The CryptoLocker Trojan is one of the most famous pieces of ransomware. It also uses a public-key algorithm. As each computer is infected it connects to the command-and-control server to download the public key. The private key is accessible only to the criminals who wrote the CryptoLocker software. Usually, the victim has no more than 72 hours to pay the ransom before their private key is deleted forever, and it is impossible to decrypt any files without this key.

So you have to think about prevention first. Most antivirus software already includes a component that helps to identify a ransomware threat in the early stages of infection, without occurring the loss of any sensitive data. It is important for users to ensure that this functionality is switched on in their antivirus solution.

What are the chances that you can help ransomware victims to get back access to their files?

The “No More Ransom” project has just started, but we are continuously working with other security companies and law enforcement agencies to identify as many keys as possible, for as many variants as possible.  If you have some information that you think can help, please share it with us.

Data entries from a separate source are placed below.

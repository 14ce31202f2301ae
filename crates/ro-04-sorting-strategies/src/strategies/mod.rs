//! One [`SortingStrategy`](crate::SortingStrategy) per strategy family.

mod clustering;
mod feature;
mod naive;
mod projection;
mod reduced;

pub use clustering::{ClusteringStrategy, DistanceBasis};
pub use feature::FeatureStrategy;
pub use naive::NaiveStrategy;
pub use projection::ProjectionStrategy;
pub use reduced::ReducedClusteringStrategy;
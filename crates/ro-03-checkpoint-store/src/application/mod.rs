//! Application layer: typed checkpoint access.

pub mod store;
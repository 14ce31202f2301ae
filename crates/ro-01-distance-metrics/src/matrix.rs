//! Pairwise matrices.
//!
//! Hierarchical clustering consumes a [`CondensedMatrix`]: the strict upper
//! triangle of a symmetric `n x n` matrix stored row by row, using the same
//! index layout as scipy's `squareform`.

use crate::metric::Metric;
use ndarray::{Array2, ArrayView2};
use rayon::prelude::*;
use serde::{Deserialize, Serialize};

/// Fill cells `j >= i` of an `n x n` matrix with `metric(row_i, row_j)`.
///
/// Cells below the diagonal stay zero. Rows are computed in parallel.
pub fn upper_triangle(data: ArrayView2<'_, f64>, metric: Metric) -> Array2<f64> {
    let n = data.nrows();
    let rows: Vec<Vec<f64>> = (0..n)
        .into_par_iter()
        .map(|i| {
            (i..n)
                .map(|j| metric.distance(data.row(i), data.row(j)))
                .collect()
        })
        .collect();

    let mut upper = Array2::zeros((n, n));
    for (i, row) in rows.into_iter().enumerate() {
        for (offset, value) in row.into_iter().enumerate() {
            upper[[i, i + offset]] = value;
        }
    }
    upper
}

/// Reflect an upper-triangle matrix into a symmetric condensed matrix.
///
/// Only the strict upper triangle survives; the diagonal is implicit zero.
pub fn euclidean_to_square(upper: &Array2<f64>) -> CondensedMatrix {
    CondensedMatrix::from_fn(upper.nrows(), |i, j| upper[[i, j]] + upper[[j, i]])
}

/// Turn an upper triangle of correlations into `1 - r` distances.
pub fn pearson_to_square(upper: &Array2<f64>) -> CondensedMatrix {
    CondensedMatrix::from_fn(upper.nrows(), |i, j| 1.0 - (upper[[i, j]] + upper[[j, i]]))
}

/// Symmetric zero-diagonal matrix in condensed (strict upper triangle) form.
#[derive(Debug, Clone, PartialEq, Serialize, Deserialize)]
pub struct CondensedMatrix {
    n: usize,
    values: Vec<f64>,
}

impl CondensedMatrix {
    /// Build from a function evaluated on every pair `i < j`.
    pub fn from_fn(n: usize, mut f: impl FnMut(usize, usize) -> f64) -> Self {
        let mut values = Vec::with_capacity(n * n.saturating_sub(1) / 2);
        for i in 0..n {
            for j in (i + 1)..n {
                values.push(f(i, j));
            }
        }
        Self { n, values }
    }

    /// Number of points (side of the square matrix).
    pub fn n(&self) -> usize {
        self.n
    }

    pub fn values(&self) -> &[f64] {
        &self.values
    }

    fn index(&self, i: usize, j: usize) -> usize {
        let (i, j) = if i < j { (i, j) } else { (j, i) };
        self.n * i - i * (i + 1) / 2 + (j - i - 1)
    }

    /// Distance between points `i` and `j`; zero on the diagonal.
    pub fn get(&self, i: usize, j: usize) -> f64 {
        if i == j {
            0.0
        } else {
            self.values[self.index(i, j)]
        }
    }

    /// Overwrite the distance between `i != j`.
    pub fn set(&mut self, i: usize, j: usize, value: f64) {
        let idx = self.index(i, j);
        self.values[idx] = value;
    }

    /// Replace NaN with 0 and infinities with the largest finite values.
    pub fn sanitized(mut self) -> Self {
        for v in &mut self.values {
            if v.is_nan() {
                *v = 0.0;
            } else if *v == f64::INFINITY {
                *v = f64::MAX;
            } else if *v == f64::NEG_INFINITY {
                *v = f64::MIN;
            }
        }
        self
    }

    pub fn is_all_zero(&self) -> bool {
        self.values.iter().all(|&v| v == 0.0)
    }
}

What is the Crypto Sheriff and how do I use it?

The Crypto Sheriff is a tool that is designed to help us define the type of ransomware affecting your device. This will enable us to check whether there is a decryption solution available. Please see the video below to see how it works:

Your decryption tool doesn't work, even though I'm sure I'm using the right tool - why?

This is possible. Sometimes we only get a subset of the keys, so please keep checking the website.

When is it possible to decrypt files that were encrypted with ransomware?

It is possible in the following cases:

  • The malware authors made an implementation mistake, making it possible to break the encryption. That was the case with the Petya ransomware and with the CryptXXX ransomware.
  • The malware authors feel sorry about their actions and publish the keys, or a "master key", as in the TeslaCrypt case.
  • Law enforcement agencies seize a server with keys on it and share them. One such example is CoinVault.

Sometimes paying the ransom also works, but there is no guarantee that paying will actually lead to your files being decrypted. In addition, you're supporting the criminal's business model and thus are partly responsible for more and more people getting infected with ransomware.

Why did you decide to start the "No More Ransom" initiative?

It's no secret that ransomware, which encrypts data on users' systems and then demands a ransom, has become a huge problem for cybersecurity over the last few years. It has become so widespread that it could easily be called an epidemic. The number of users attacked with ransomware is soaring, with 718.000 users hit between April 2015 and March 2016: an increase of 5.5 times compared to the same period in 2014-2015.

The police cannot fight cybercrime, and ransomware in particular, on its own. And security researchers cannot do it without support from law enforcement agencies. Responsibility for the fight against ransomware is shared between the police, the justice department, Europol and IT security companies, and requires a joint effort. Together we will do everything in our power to disrupt criminals' money-making schemes and return files to their rightful owners, without the latter having to pay loads of money.

Are there any similar initiatives in my country?

"No More Ransom" is an international initiative that shows the value of public-private cooperation when taking serious action cybercrime. This collaboration goes beyond geographical borders. The main aim of the project is to share knowledge and educate users across the world on how to prevent ransomware attacks. We believe that it will eventually lead to support for repairing the damage caused to victims all around the globe. By restoring access to their systems, we empower users by showing them they can take action and avoid rewarding criminals with a ransom payment.

In its initial stage, the portal contains a four decryption tools for different types of malware. All tools available on the website are free, and they will work for any user infected with the threat mentioned at the website - regardless of where they are located in the world.